The epidemic detective
Professor Dan Haydon is on the case. The epidemiologist who has research interests in agricultural diseases such as foot-and-mouth has recently been awarded a three year grant from the Biotechnology and Biological Sciences Research Council for his systems biology approach to understanding how these viruses spread.
Disease outbreaks are financially devastating. The 2001 UK outbreak of foot-and-mouth was estimated to cost in excess of £8 billion, while in France, the control of a disease that can cause the mass destruction of orchards - the plum pox virus - costs over €1.9m a year.
Most of the 2,026 infections during the foot-and-mouth outbreak in 2001 remain vaguely ascribed to “local spread”. ‘We want to know how those farms got it,’ says Professor Haydon. ‘We know that being next to an infected farm is a risk. But why did some farms become infected and not others? We don’t know the answer to these questions. And if we don’t know the answers, then how do we stop it next time?’

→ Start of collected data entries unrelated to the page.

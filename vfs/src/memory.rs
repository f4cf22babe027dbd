use std::collections::HashMap;
use std::sync::Arc;

use parking_lot::RwLock;

use crate::error::{VfsError, VfsResult};
use crate::source::FileSource;
use crate::stream::{InputStream, InputStreamBox, OutputStream, OutputStreamBox, seek_target};

type FileMap = Arc<RwLock<HashMap<String, Arc<[u8]>>>>;

/// In-memory file source for tests and embedded assets.
///
/// `Clone` shares the underlying storage, so a handle kept outside the
/// [`Vfs`](crate::Vfs) can keep inserting files after registration.
/// Supports both read and write operations. Written data becomes visible
/// once the output stream is flushed or dropped.
///
/// # Example
///
/// ```
/// use keel_vfs::{MemoryFileSource, Url, Vfs};
///
/// let mem = MemoryFileSource::new();
/// mem.insert("config/settings.json", b"{}".to_vec());
///
/// let vfs = Vfs::new();
/// assert!(vfs.register_scheme("builtin", mem));
/// assert_eq!(vfs.load(&Url::parse("builtin://config/settings.json")), Some(b"{}".to_vec()));
/// ```
#[derive(Clone, Default)]
pub struct MemoryFileSource {
    files: FileMap,
}

impl MemoryFileSource {
    /// Create an empty in-memory source.
    pub fn new() -> Self {
        Self::default()
    }

    /// Insert a file at the given path, overwriting any existing file.
    pub fn insert(&self, path: impl Into<String>, data: impl Into<Arc<[u8]>>) {
        self.files.write().insert(path.into(), data.into());
    }

    /// Remove a file at the given path, returning its data if it existed.
    pub fn remove(&self, path: &str) -> Option<Arc<[u8]>> {
        self.files.write().remove(path)
    }

    /// Number of stored files.
    pub fn len(&self) -> usize {
        self.files.read().len()
    }

    pub fn is_empty(&self) -> bool {
        self.files.read().is_empty()
    }

    fn get(&self, path: &str) -> VfsResult<Arc<[u8]>> {
        self.files
            .read()
            .get(path)
            .cloned()
            .ok_or_else(|| VfsError::NotFound(path.to_owned()))
    }
}

impl FileSource for MemoryFileSource {
    fn valid(&self) -> bool {
        true
    }

    fn exists(&self, path: &str) -> bool {
        self.files.read().contains_key(path)
    }

    fn open(&self, path: &str) -> VfsResult<InputStreamBox> {
        Ok(Box::new(MemoryInputStream::new(self.get(path)?)))
    }

    fn load(&self, path: &str) -> VfsResult<Vec<u8>> {
        Ok(self.get(path)?.to_vec())
    }

    fn write(&self, path: &str, append: bool) -> VfsResult<OutputStreamBox> {
        let initial = if append {
            self.files
                .read()
                .get(path)
                .map(|data| data.to_vec())
                .unwrap_or_default()
        } else {
            Vec::new()
        };
        Ok(Box::new(MemoryOutputStream {
            files: Arc::clone(&self.files),
            path: path.to_owned(),
            pos: initial.len() as u64,
            buffer: initial,
            dirty: true,
        }))
    }
}

/// Seekable input stream over a shared byte buffer.
pub struct MemoryInputStream {
    data: Arc<[u8]>,
    pos: u64,
}

impl MemoryInputStream {
    pub fn new(data: impl Into<Arc<[u8]>>) -> Self {
        Self {
            data: data.into(),
            pos: 0,
        }
    }
}

impl InputStream for MemoryInputStream {
    fn read(&mut self, dst: &mut [u8]) -> VfsResult<usize> {
        let start = usize::try_from(self.pos)
            .unwrap_or(usize::MAX)
            .min(self.data.len());
        let count = dst.len().min(self.data.len() - start);
        dst[..count].copy_from_slice(&self.data[start..start + count]);
        self.pos += count as u64;
        Ok(count)
    }

    fn seek(&mut self, offset: i64, relative: bool) -> VfsResult<u64> {
        self.pos = seek_target(self.pos, offset, relative)?.min(self.length());
        Ok(self.pos)
    }

    fn tell(&self) -> u64 {
        self.pos
    }

    fn length(&self) -> u64 {
        self.data.len() as u64
    }
}

/// Output stream that commits its buffer into a [`MemoryFileSource`].
struct MemoryOutputStream {
    files: FileMap,
    path: String,
    buffer: Vec<u8>,
    pos: u64,
    dirty: bool,
}

impl OutputStream for MemoryOutputStream {
    fn write(&mut self, src: &[u8]) -> VfsResult<usize> {
        let start = self.pos as usize;
        let end = start + src.len();
        if self.buffer.len() < end {
            self.buffer.resize(end, 0);
        }
        self.buffer[start..end].copy_from_slice(src);
        self.pos = end as u64;
        self.dirty = true;
        Ok(src.len())
    }

    fn seek(&mut self, offset: i64, relative: bool) -> VfsResult<u64> {
        self.pos = seek_target(self.pos, offset, relative)?.min(self.buffer.len() as u64);
        Ok(self.pos)
    }

    fn tell(&self) -> u64 {
        self.pos
    }

    fn flush(&mut self) -> VfsResult<()> {
        if self.dirty {
            self.files
                .write()
                .insert(self.path.clone(), Arc::from(self.buffer.as_slice()));
            self.dirty = false;
        }
        Ok(())
    }
}

impl Drop for MemoryOutputStream {
    fn drop(&mut self) {
        let _ = self.flush();
    }
}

‘The type of work I do is very interdisciplinary. It is a mathematical exercise, it is a statistical exercise, it is a genetic exercise and it is an epidemiological exercise.’ Professor Dan Haydon
Professor Haydon’s approach utilises the fact that viruses are constantly mutating, making it possible to trace the path of infection during epidemics by sequencing viral genomes. ‘Basically if you had a cold and we sequenced the cold virus that you had, and then you gave it to a friend of yours and we sequenced the virus from them, we would probably be able to see small differences in the genome. If we then do this for lots of people in a cold outbreak, we could actually work out who had infected who. It leaves a genetic footprint if you like. This provides us with a means of tracing who infects who in disease outbreaks.’
Once this mapping has been done, the next step is to try and identify the factors that can account for why the virus has spread from one place to another. This might be anything from a stream connecting two farms, to one farmer visiting another during an outbreak. ‘It’s like detective work,’ Professor Haydon explains. ‘I call it epidemiological forensics. In a way, this is a fairly futuristic way of thinking about epidemiology. Now we can sequence the virus genome in real time during an epidemic, and use the information to guide our management of the epidemic. It also provides us with fundamental information about the transmission process, which is important for the future control of these devastating diseases.’